Hakkında böyle bir karar verilen kişi, Kongo Demokratik Cumhuriyeti'nin bir dönem dışişleri bakanlığını yapmış Abdulaye Yerodia Ndombasi 'ydi ve o tarihte, ülkesi Kongo'da bulunuyordu.
Ndombasi hakkında böyle bir uluslararası işlemle yakalama emri verilmesinin nedeni neydi? Ndombasi, dışişleri bakanlığı sırasında, Kongo'da meydana gelen etnik iç çatışmalarda, 1949 Cenevre Sözleşmeleri 'nin ağır biçimde ihlali ve insanlığa karşı suç işlemekle veya bu suça iştirakle itham ediliyordu. Ve bu nedenle Interpol aracılığıyla yakalanması isteniyordu.
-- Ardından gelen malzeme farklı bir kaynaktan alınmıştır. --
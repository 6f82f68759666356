use error_loom::{fields, json, FieldMap, Value, MISSING_VALUE};

fn assert_entries(map: &FieldMap, expected: &[(&str, Value)]) {
    let entries: Vec<(&str, &Value)> = map.iter().map(|f| (f.key.as_str(), &f.value)).collect();
    let expected: Vec<(&str, &Value)> = expected.iter().map(|(k, v)| (*k, v)).collect();
    assert_eq!(entries, expected);
}

#[test]
fn append_set_delete_get() {
    let mut map = FieldMap::new();
    assert!(map.is_empty());

    map.append(fields!["key1", 1, "key2", "2", "key3", "EOF"]);
    assert_entries(
        &map,
        &[("key1", json!(1)), ("key2", json!("2")), ("key3", json!("EOF"))],
    );

    map.append(fields!["key4", 4]);
    assert_eq!(map.len(), 4);

    map.delete("key2");
    map.delete("key4");
    assert_entries(&map, &[("key1", json!(1)), ("key3", json!("EOF"))]);

    map.set("key3", json!(3));
    assert_entries(&map, &[("key1", json!(1)), ("key3", json!(3))]);

    map.set("key4", json!(4));
    assert_entries(
        &map,
        &[("key1", json!(1)), ("key3", json!(3)), ("key4", json!(4))],
    );

    assert_eq!(map.get("key1"), Some(&json!(1)));
    assert_eq!(map.get("nope"), None);
}

#[test]
fn append_odd_arity_stores_missing_sentinel() {
    let mut map = FieldMap::new();

    map.append(fields!["a single value"]);
    assert_entries(&map, &[("a single value", json!(MISSING_VALUE))]);

    map.clear();
    map.append(fields!["k1", "v1", "k2", "v2", "k3", "v3", "k4", "v4", "k5"]);
    assert_eq!(map.len(), 5);
    assert_eq!(map.get("k5"), Some(&json!(MISSING_VALUE)));
}

#[test]
fn append_never_dedups_but_set_upserts_in_place() {
    let mut map = FieldMap::new();
    map.append(fields!["k1", "a", "k2", "b", "k1", "c"]);
    assert_eq!(map.len(), 3);
    // get returns the first match
    assert_eq!(map.get("k1"), Some(&json!("a")));

    // set replaces the value at the first matching position
    map.set("k1", json!("z"));
    assert_entries(
        &map,
        &[("k1", json!("z")), ("k2", json!("b")), ("k1", json!("c"))],
    );

    // delete removes all matches
    map.delete("k1");
    assert_entries(&map, &[("k2", json!("b"))]);
}

#[test]
fn non_string_keys_are_stringified() {
    let mut map = FieldMap::new();
    map.append(fields!["k1", "v1", "k2", "v2"]);
    assert_eq!(map.to_string(), "{k1:v1, k2:v2}");

    map.append(fields![3, "v3"]);
    assert_eq!(map.to_string(), "{k1:v1, k2:v2, 3:v3}");

    map.append(vec![Value::Null, json!("v4")]);
    assert_eq!(map.to_string(), "{k1:v1, k2:v2, 3:v3, :v4}");
}

#[test]
fn display_renders_values_in_bare_form() {
    let mut map = FieldMap::new();
    map.append(fields!["s", "text", "n", 42, "b", true, "arr", [1, 2]]);
    assert_eq!(map.to_string(), "{s:text, n:42, b:true, arr:[1,2]}");
}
Kongo hükümeti, bir zamanlar dışişleri bakanlığı yapmış bu kişi hakkında, Belçika mahkemeleri önünde böyle bir dava açılması ve yakalama müzekkeresi tanzimi gibi bir uygulamanın, Kongo'nun, uluslararası hukukça tanınan egemenliğinin ihlâli anlamına geleceğini ve Belçika'nın böyle bir işlem yapmaya hukuken yetkisi bulunmadığını iddia ederek, Birleşmiş Milletler'in yargı organı olan Uluslararası Adalet Divanı önünde, Belçika aleyhine bir dava açtı.
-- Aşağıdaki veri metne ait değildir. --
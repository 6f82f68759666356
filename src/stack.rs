//! Call-stack capture and coalescing.
//!
//! A [`Stack`] records the call frames at error-creation time. Capture is
//! cheap: symbols are resolved lazily, only when a trace is actually
//! rendered. When an error and its structured cause both carry a stack, the
//! two traces are merged at render time into a single trace without the
//! redundantly overlapping trailing frames (see
//! [`combine_traces`](crate::stack::combine_traces)).
//!
//! Capture can be disabled process-wide with [`set_capture_stacks`].

use backtrace::Backtrace;
use core::fmt::Write as _;
use std::sync::atomic::{AtomicBool, Ordering};
use std::sync::OnceLock;

/// Controls whether stacks are captured on error creation. Defaults to on.
static CAPTURE_STACKS: AtomicBool = AtomicBool::new(true);

/// Enables or disables stack capture for all subsequently created errors.
pub fn set_capture_stacks(enabled: bool) {
    CAPTURE_STACKS.store(enabled, Ordering::Relaxed);
}

/// Returns true if stacks are captured on error creation.
pub fn capture_stacks() -> bool {
    CAPTURE_STACKS.load(Ordering::Relaxed)
}

/// A single resolved call frame.
#[derive(Debug, Clone, PartialEq, Eq)]
pub struct Frame {
    pub(crate) symbol: usize,
    pub(crate) file: String,
    pub(crate) line: u32,
    pub(crate) function: String,
}

impl Frame {
    /// Two frames are equivalent if they share the same code entry point,
    /// source file, function and line. The raw instruction pointer is
    /// intentionally not part of the comparison: repeated calls on the same
    /// wrapping line produce different pointers but identical logical
    /// frames.
    pub(crate) fn equivalent(&self, other: &Frame) -> bool {
        self.symbol == other.symbol
            && self.line == other.line
            && self.file == other.file
            && self.function == other.function
    }

    fn location(&self) -> String {
        format!("{}:{}", self.file, self.line)
    }
}

/// A captured call stack. Frames are resolved once, on first access, and
/// cached.
#[derive(Debug, Clone, Default)]
pub(crate) struct Stack {
    backtrace: Option<Backtrace>,
    skip: usize,
    frames: OnceLock<Vec<Frame>>,
}

impl Stack {
    /// Captures the current call stack without resolving symbols.
    pub(crate) fn capture() -> Self {
        Stack {
            backtrace: Some(Backtrace::new_unresolved()),
            skip: 0,
            frames: OnceLock::new(),
        }
    }

    /// Removes the top `n` frames, so that convenience wrappers calling the
    /// constructor internally can erase their own stack contribution. Does
    /// nothing if fewer than `n` frames remain.
    pub(crate) fn drop_frames(&mut self, n: usize) {
        self.skip += n;
        self.frames = OnceLock::new();
    }

    /// Resolves and returns the frames, innermost call first.
    pub(crate) fn frames(&self) -> &[Frame] {
        self.frames.get_or_init(|| self.resolve())
    }

    fn resolve(&self) -> Vec<Frame> {
        let Some(backtrace) = &self.backtrace else {
            return Vec::new();
        };
        let mut resolved = backtrace.clone();
        resolved.resolve();

        let mut frames = Vec::new();
        for frame in resolved.frames() {
            for symbol in frame.symbols() {
                frames.push(Frame {
                    symbol: frame.symbol_address() as usize,
                    file: symbol
                        .filename()
                        .map(|p| p.display().to_string())
                        .unwrap_or_default(),
                    line: symbol.lineno().unwrap_or(0),
                    function: symbol
                        .name()
                        .map(|n| strip_hash(&n.to_string()).to_owned())
                        .unwrap_or_default(),
                });
            }
        }

        // Drop the capture machinery itself so the trace starts at the
        // caller's call site.
        let start = frames
            .iter()
            .position(|f| !is_capture_frame(&f.function))
            .unwrap_or(frames.len());
        frames.drain(..start);

        while frames.last().is_some_and(|f| is_runtime_frame(&f.function)) {
            frames.pop();
        }

        if frames.len() > self.skip {
            frames.drain(..self.skip);
        }
        frames
    }
}

/// Strips the trailing `::h<hex>` disambiguator from a demangled symbol.
fn strip_hash(name: &str) -> &str {
    match name.rfind("::h") {
        Some(pos) if name[pos + 3..].chars().all(|c| c.is_ascii_hexdigit()) => &name[..pos],
        _ => name,
    }
}

fn is_capture_frame(function: &str) -> bool {
    function.starts_with("backtrace::")
        || function.contains("error_loom::stack::Stack::capture")
        || function.contains("error_loom::error::Error::new")
}

fn is_runtime_frame(function: &str) -> bool {
    function.is_empty()
        || function == "main"
        || function == "_start"
        || function.starts_with("std::")
        || function.starts_with("core::")
        || function.starts_with("test::")
        || function.starts_with("__")
}

/// Merges an error's trace with its cause's already-coalesced trace.
///
/// The common trailing run is established by walking inward from the oldest
/// frames while they are equivalent. The merged trace is the non-shared
/// leading frames of the inner (deeper) trace followed by the entire outer
/// trace, whose own trailing frames already are the shared run.
pub(crate) fn combine_traces(outer: &[Frame], inner: &[Frame]) -> Vec<Frame> {
    if outer.is_empty() {
        return inner.to_vec();
    }
    if inner.is_empty() {
        return outer.to_vec();
    }

    let mut shared = 0;
    while shared < outer.len() && shared < inner.len() {
        let o = &outer[outer.len() - 1 - shared];
        let i = &inner[inner.len() - 1 - shared];
        if !o.equivalent(i) {
            break;
        }
        shared += 1;
    }

    let mut merged = Vec::with_capacity(inner.len() - shared + outer.len());
    merged.extend_from_slice(&inner[..inner.len() - shared]);
    merged.extend_from_slice(outer);
    merged
}

/// Writes the trace top-to-bottom, innermost call first. The pretty layout
/// column-aligns the `file:line` locations to the longest one; the plain
/// layout separates location and function with a tab.
pub(crate) fn write_trace(frames: &[Frame], pretty: bool, out: &mut String) {
    if pretty {
        let locations: Vec<String> = frames.iter().map(Frame::location).collect();
        let width = locations.iter().map(String::len).max().unwrap_or(0);
        for (frame, location) in frames.iter().zip(&locations) {
            let _ = writeln!(out, "\t{location:<width$} {}()", frame.function);
        }
        return;
    }
    for frame in frames {
        let _ = writeln!(out, "\t{}\t{}()", frame.location(), frame.function);
    }
}

#[cfg(test)]
mod tests {
    use super::*;

    fn frame(symbol: usize, file: &str, line: u32, function: &str) -> Frame {
        Frame {
            symbol,
            file: file.into(),
            line,
            function: function.into(),
        }
    }

    fn shared_tail() -> Vec<Frame> {
        vec![
            frame(0x30, "src/dispatch.rs", 12, "dispatch::route"),
            frame(0x20, "src/server.rs", 88, "server::handle"),
            frame(0x10, "src/main.rs", 5, "run"),
        ]
    }

    #[test]
    fn combine_merges_common_trailing_run() {
        let mut inner = vec![
            frame(0x50, "src/io.rs", 41, "io::read"),
            frame(0x40, "src/loader.rs", 7, "loader::load"),
        ];
        inner.extend(shared_tail());
        let mut outer = vec![frame(0x60, "src/loader.rs", 9, "loader::wrap")];
        outer.extend(shared_tail());

        let merged = combine_traces(&outer, &inner);
        // outer-unique + full inner trace, no duplicated trailing frames
        assert_eq!(merged.len(), (outer.len() - 3) + inner.len());
        assert_eq!(merged[0].function, "io::read");
        assert_eq!(merged[1].function, "loader::load");
        assert_eq!(merged[2].function, "loader::wrap");
        assert_eq!(merged[3].function, "dispatch::route");
        assert_eq!(merged.last().unwrap().function, "run");
    }

    #[test]
    fn combine_with_no_overlap_concatenates() {
        let outer = vec![frame(0x1, "a.rs", 1, "a")];
        let inner = vec![frame(0x2, "b.rs", 2, "b")];
        let merged = combine_traces(&outer, &inner);
        assert_eq!(merged.len(), 2);
        assert_eq!(merged[0].function, "b");
        assert_eq!(merged[1].function, "a");
    }

    #[test]
    fn combine_with_empty_side_returns_other() {
        let frames = shared_tail();
        assert_eq!(combine_traces(&frames, &[]), frames);
        assert_eq!(combine_traces(&[], &frames), frames);
    }

    #[test]
    fn equivalence_ignores_nothing_but_matches_all_identity_parts() {
        let a = frame(0x10, "src/a.rs", 3, "f");
        let mut b = a.clone();
        assert!(a.equivalent(&b));
        b.line = 4;
        assert!(!a.equivalent(&b));
    }

    #[test]
    fn identical_traces_collapse_to_one() {
        let frames = shared_tail();
        let merged = combine_traces(&frames, &frames);
        assert_eq!(merged, frames);
    }

    #[test]
    fn strip_hash_removes_disambiguator() {
        assert_eq!(strip_hash("app::load::h1f2e3d4c5b6a7988"), "app::load");
        assert_eq!(strip_hash("app::load"), "app::load");
        assert_eq!(strip_hash("app::http_client"), "app::http_client");
    }

    #[test]
    fn pretty_trace_aligns_locations() {
        let frames = vec![
            frame(0x1, "src/very/long/path.rs", 100, "deep"),
            frame(0x2, "src/a.rs", 1, "shallow"),
        ];
        let mut out = String::new();
        write_trace(&frames, true, &mut out);
        let lines: Vec<&str> = out.lines().collect();
        assert_eq!(lines.len(), 2);
        assert!(lines[0].starts_with("\tsrc/very/long/path.rs:100 deep()"));
        assert!(lines[1].contains("src/a.rs:1"));
        // both function columns start at the same offset
        let col0 = lines[0].find(" deep()").unwrap();
        let col1 = lines[1].find(" shallow()").unwrap();
        assert_eq!(col0, col1);
    }

    #[test]
    fn plain_trace_is_tab_separated() {
        let frames = vec![frame(0x1, "src/a.rs", 1, "f")];
        let mut out = String::new();
        write_trace(&frames, false, &mut out);
        assert_eq!(out, "\tsrc/a.rs:1\tf()\n");
    }
}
Divan, 2002 yılının ilk aylarında bu konuya ilişkin kararını verdi ve Kongo'yu haklı buldu. Temel gerekçe, egemenlik yetkileri merkezinde tanımlanıyordu. Dışişleri bakanları gibi, bir devleti temsile yetkili diğer tüm kişiler de, bu temsil yetkisinden feragati sonuçlayacak bir irade ortaya konulmadığı sürece, bir başka devletin egemenlik alanı içindeki bir ceza yargılamasına tâbi tutulamaz. Divan, bu feragatin nasıl gerçekleşebileceğine ilişkin değişik uygulama biçimlerini de, kararında belirtti.
Bu hukuksal sorunun özü, hukukta "evrensel yargı yetkisi" diye adlandırılır.
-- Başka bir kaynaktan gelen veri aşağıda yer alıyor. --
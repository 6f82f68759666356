//! Small helpers: opaque message errors and deferred-call logging.

use core::fmt;
use std::error::Error as StdError;

/// A plain message error, used for opaque causes reconstructed from decoded
/// documents and as a lightweight chain terminator.
///
/// # Examples
///
/// ```
/// use error_loom::{str_error, Error};
///
/// let err = Error::untraced().with_op("fetch").with_cause(str_error("boom"));
/// assert!(err.to_string().contains("cause [boom]"));
/// ```
#[derive(Debug, Clone, PartialEq, Eq)]
pub struct StrError(String);

impl StrError {
    pub fn new(text: impl Into<String>) -> Self {
        StrError(text.into())
    }
}

impl fmt::Display for StrError {
    fn fmt(&self, f: &mut fmt::Formatter<'_>) -> fmt::Result {
        f.write_str(&self.0)
    }
}

impl StdError for StrError {}

/// Creates a plain message error.
pub fn str_error(text: impl Into<String>) -> StrError {
    StrError::new(text)
}

/// Runs the given fallible function and discards its error. Useful for
/// cleanup calls whose failure carries no information.
pub fn ignore<T, E>(f: impl FnOnce() -> Result<T, E>) {
    let _ = f();
}

/// Runs the given fallible function and logs its error, if any, through
/// `tracing`. Useful for cleanup calls that should not fail silently.
#[cfg(feature = "tracing")]
pub fn log<T, E>(f: impl FnOnce() -> Result<T, E>)
where
    E: fmt::Display,
{
    if let Err(err) = f() {
        tracing::error!(error = %err, "deferred call returned an error");
    }
}
impl Error {
    /// Creates an empty error, capturing the current call stack unless
    /// capture is disabled via
    /// [`set_capture_stacks`](crate::set_capture_stacks).
    pub fn new() -> Self {
        let mut e = Error::default();
        if capture_stacks() {
            e.stack = Some(Stack::capture());
        }
        e
    }

    /// Creates an empty error without capturing a stack. Use where the
    /// trace is not desired regardless of the global capture setting.
    pub fn untraced() -> Self {
        Error::default()
    }

    /// An empty error produced by decoding: never carries a live stack.
    pub(crate) fn decoded() -> Self {
        Error {
            ignore_stack: true,
            ..Error::default()
        }
    }

    /// Sets the operation. An empty string is ignored.
    ///
    /// The op should name the action that failed, e.g. "download" or "load
    /// config" - not an error message like "download failed": the fact that
    /// the operation failed is implied by the error itself.
    pub fn with_op(mut self, op: impl Into<String>) -> Self {
        let op = op.into();
        if !op.is_empty() {
            self.op = Some(op);
        }
        self
    }

    /// Sets the explicit kind. An empty kind is ignored.
    pub fn with_kind(mut self, kind: impl Into<Kind>) -> Self {
        let kind = kind.into();
        if !kind.as_str().is_empty() {
            self.kind = Some(kind);
        }
        self
    }

    /// Sets the fallback kind, consulted only when no explicit kind is
    /// found anywhere in the cause chain. See [`Error::kind`].
    pub fn with_default_kind(mut self, kind: impl Into<Kind>) -> Self {
        self.default_kind = Some(kind.into());
        self
    }

    /// Sets the underlying cause. A cause that is itself an [`Error`]
    /// continues the structured chain; any other error terminates it as an
    /// opaque cause.
    pub fn with_cause<E>(mut self, cause: E) -> Self
    where
        E: StdError + Send + Sync + 'static,
    {
        let boxed: Box<dyn StdError + Send + Sync> = Box::new(cause);
        self.cause = Some(match boxed.downcast::<Error>() {
            Ok(e) => Cause::Structured(e),
            Err(other) => Cause::Opaque(Arc::from(other)),
        });
        self
    }

    pub(crate) fn with_cause_value(mut self, cause: Cause) -> Self {
        self.cause = Some(cause);
        self
    }

    /// Upserts a context field.
    ///
    /// The structural keys `"op"`, `"kind"` and `"cause"` are never stored
    /// as ordinary entries; they are routed to the dedicated setters (a
    /// string value for `"cause"` becomes an opaque cause).
    pub fn with(mut self, key: impl Into<String>, value: impl Into<Value>) -> Self {
        let key = key.into();
        let value = value.into();
        match key.as_str() {
            "op" => {
                if let Value::String(op) = value {
                    self = self.with_op(op);
                }
            }
            "kind" => self = self.with_kind(Kind::new(value_text(&value))),
            "cause" => {
                if !value.is_null() {
                    self = self.with_cause(StrError::new(value_text(&value)));
                }
            }
            _ => self.fields.set(key, value),
        }
        self
    }

    /// Appends context fields from alternating key/value tokens, with the
    /// same semantics as [`FieldMap::append`]: a trailing key with no value
    /// is stored with the `"<missing>"` sentinel, and duplicate keys may
    /// coexist. Structural keys are routed like in [`Error::with`].
    pub fn with_fields<I>(mut self, tokens: I) -> Self
    where
        I: IntoIterator<Item = Value>,
    {
        let mut tokens = tokens.into_iter();
        while let Some(key) = tokens.next() {
            let key = value_text(&key);
            match tokens.next() {
                None => self
                    .fields
                    .push(key, Value::String(MISSING_VALUE.into())),
                Some(value) => match key.as_str() {
                    "op" => {
                        if let Value::String(op) = value {
                            self = self.with_op(op);
                        }
                    }
                    "kind" => self = self.with_kind(Kind::new(value_text(&value))),
                    "cause" => {
                        if !value.is_null() {
                            self = self.with_cause(StrError::new(value_text(&value)));
                        }
                    }
                    _ => self.fields.push(key, value),
                },
            }
        }
        self
    }

    /// Returns the operation, or `""` if none is set.
    #[inline]
    pub fn op(&self) -> &str {
        self.op.as_deref().unwrap_or("")
    }

    /// Resolves the effective kind.
    ///
    /// An explicit kind at any depth of the structured cause chain takes
    /// precedence over any default kind; when only defaults are set, the
    /// innermost visited default wins. Falls back to [`Kind::OTHER`].
    pub fn kind(&self) -> Kind {
        self.effective_kind(Kind::OTHER)
    }

    fn effective_kind(&self, mut default: Kind) -> Kind {
        if let Some(kind) = &self.kind {
            return kind.clone();
        }
        if let Some(fallback) = &self.default_kind {
            default = fallback.clone();
        }
        if let Some(Cause::Structured(inner)) = &self.cause {
            return inner.effective_kind(default);
        }
        default
    }

    /// Returns the cause, if any.
    #[inline]
    pub fn cause(&self) -> Option<&Cause> {
        self.cause.as_ref()
    }

    /// Returns a reference to the context fields.
    #[inline]
    pub fn fields(&self) -> &FieldMap {
        &self.fields
    }

    /// Retrieves the field with the given key as a string, searching this
    /// error first and then, recursively, its structured causes. The keys
    /// `"op"`, `"kind"` and `"cause"` resolve to the structural parts.
    pub fn get_field(&self, key: &str) -> Option<String> {
        let mut current = self;
        loop {
            match key {
                "op" => {
                    if let Some(op) = &current.op {
                        return Some(op.clone());
                    }
                }
                "kind" => return Some(current.kind().to_string()),
                "cause" => {
                    if let Some(cause) = &current.cause {
                        return Some(cause.to_string());
                    }
                }
                _ => {
                    if let Some(value) = current.fields.get(key) {
                        return Some(value_text(value));
                    }
                }
            }
            match current.cause.as_ref().and_then(Cause::as_error) {
                Some(inner) => current = inner,
                None => return None,
            }
        }
    }

    /// True if no op, kind, cause or fields are set.
    pub fn is_zero(&self) -> bool {
        self.op.is_none() && self.kind.is_none() && self.cause.is_none() && self.fields.is_empty()
    }

    /// The textual stack snapshot carried over from a decoded document, if
    /// any. Display-only: it is never merged or re-resolved.
    #[inline]
    pub fn decoded_stacktrace(&self) -> Option<&str> {
        self.decoded_stacktrace.as_deref()
    }

    /// True if this error or any structured cause carries a live stack.
    pub fn has_stack(&self) -> bool {
        if self.stack.is_some() {
            return true;
        }
        match self.cause.as_ref().and_then(Cause::as_error) {
            Some(inner) => inner.has_stack(),
            None => false,
        }
    }

    /// The coalesced trace: this error's frames merged with the cause
    /// chain's, de-duplicating the shared trailing run at every level.
    pub(crate) fn coalesced_frames(&self) -> Vec<Frame> {
        let own: &[Frame] = self.stack.as_ref().map(Stack::frames).unwrap_or(&[]);
        match self.cause.as_ref().and_then(Cause::as_error) {
            Some(inner) => combine_traces(own, &inner.coalesced_frames()),
            None => own.to_vec(),
        }
    }

    /// Removes the top `n` frames of the captured stack, anchoring the
    /// trace at the true logical call site of a wrapping helper.
    pub fn drop_stack_frames(mut self, n: usize) -> Self {
        if let Some(stack) = &mut self.stack {
            stack.drop_frames(n);
        }
        self
    }

    /// Returns a copy of this error with the stack removed from it and from
    /// all structured causes, including any decoded snapshot and literal
    /// `stacktrace`/`remote_stack` context fields. The copy shares no field
    /// storage with the original.
    pub fn clear_stacktrace(&self) -> Error {
        let mut clone = self.clone();
        clone.stack = None;
        clone.decoded_stacktrace = None;
        clone.fields.delete("stacktrace");
        clone.fields.delete("remote_stack");
        if let Some(Cause::Structured(inner)) = &self.cause {
            clone.cause = Some(Cause::Structured(Box::new(inner.clear_stacktrace())));
        }
        clone
    }

    /// Compares this error against `other`: every part set on `self` must
    /// equal the corresponding part of `other` (kind is compared against
    /// `other`'s effective kind); parts present only on `other` are
    /// ignored. Causes recurse; opaque causes compare by display string.
    pub fn matches(&self, other: &Error) -> bool {
        if let Some(op) = &self.op {
            if other.op.as_deref() != Some(op) {
                return false;
            }
        }
        if let Some(kind) = &self.kind {
            if *kind != other.kind() {
                return false;
            }
        }
        for field in self.fields.iter() {
            if other.fields.get(&field.key) != Some(&field.value) {
                return false;
            }
        }
        match &self.cause {
            None => true,
            Some(cause) => match &other.cause {
                None => false,
                Some(other_cause) => causes_match(cause, other_cause),
            },
        }
    }

    /// True if this error or any structured cause resolves to the expected
    /// kind.
    pub fn is_kind(&self, expected: &Kind) -> bool {
        let mut current = self;
        loop {
            if current.kind() == *expected {
                return true;
            }
            match current.cause.as_ref().and_then(Cause::as_error) {
                Some(inner) => current = inner,
                None => return false,
            }
        }
    }

    /// The innermost structured error of the chain.
    pub fn root(&self) -> &Error {
        let mut current = self;
        while let Some(inner) = current.cause.as_ref().and_then(Cause::as_error) {
            current = inner;
        }
        current
    }

    /// The first nested cause that is not a structured error, if any.
    pub fn root_cause(&self) -> Option<&(dyn StdError + 'static)> {
        match self.root().cause.as_ref() {
            Some(Cause::Opaque(e)) => Some(e.as_ref()),
            _ => None,
        }
    }

    /// Renders this error with the given configuration, including the stack
    /// trace when the configuration allows it.
    pub fn render(&self, config: &Config) -> String {
        format::render(self, config, true, None)
    }

    /// Renders this error with the default configuration, printing fields
    /// according to `field_order` (empty means the default order). The
    /// stack trace (if available) is printed iff `print_stack` is true.
    pub fn format_error(&self, print_stack: bool, field_order: &[&str]) -> String {
        let order = if field_order.is_empty() {
            None
        } else {
            Some(field_order)
        };
        format::render(self, &Config::default(), print_stack, order)
    }
}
Ve kısaca, bir devletin, kendi uyrukları tarafından veya kendi uyruklarına karşı ya da kendi ülkesinde işlenmemiş olsa bile, birtakım suçlardan ötürü bir ceza yargılaması yapmaya yetkili olduğu anlamına gelir.
Günümüzde, deniz haydutluğu, köle ticareti, savaş suçları, barışa karşı suçlar, insanlığa karşı suçlar, soykırım ve işkencenin evrensel yargı yetkisi kapsamında değerlendirilecek suçlar olarak tanınması için çabalar var. Birkaç yıl önce, Princeton Üniversitesi'nin, Birleşmiş Milletler ve Uluslararası Hukukçular Komisyonu'nun da desteğiyle başlattığı böyle bir uluslararası çalışmaya ben de dahil olmuştum.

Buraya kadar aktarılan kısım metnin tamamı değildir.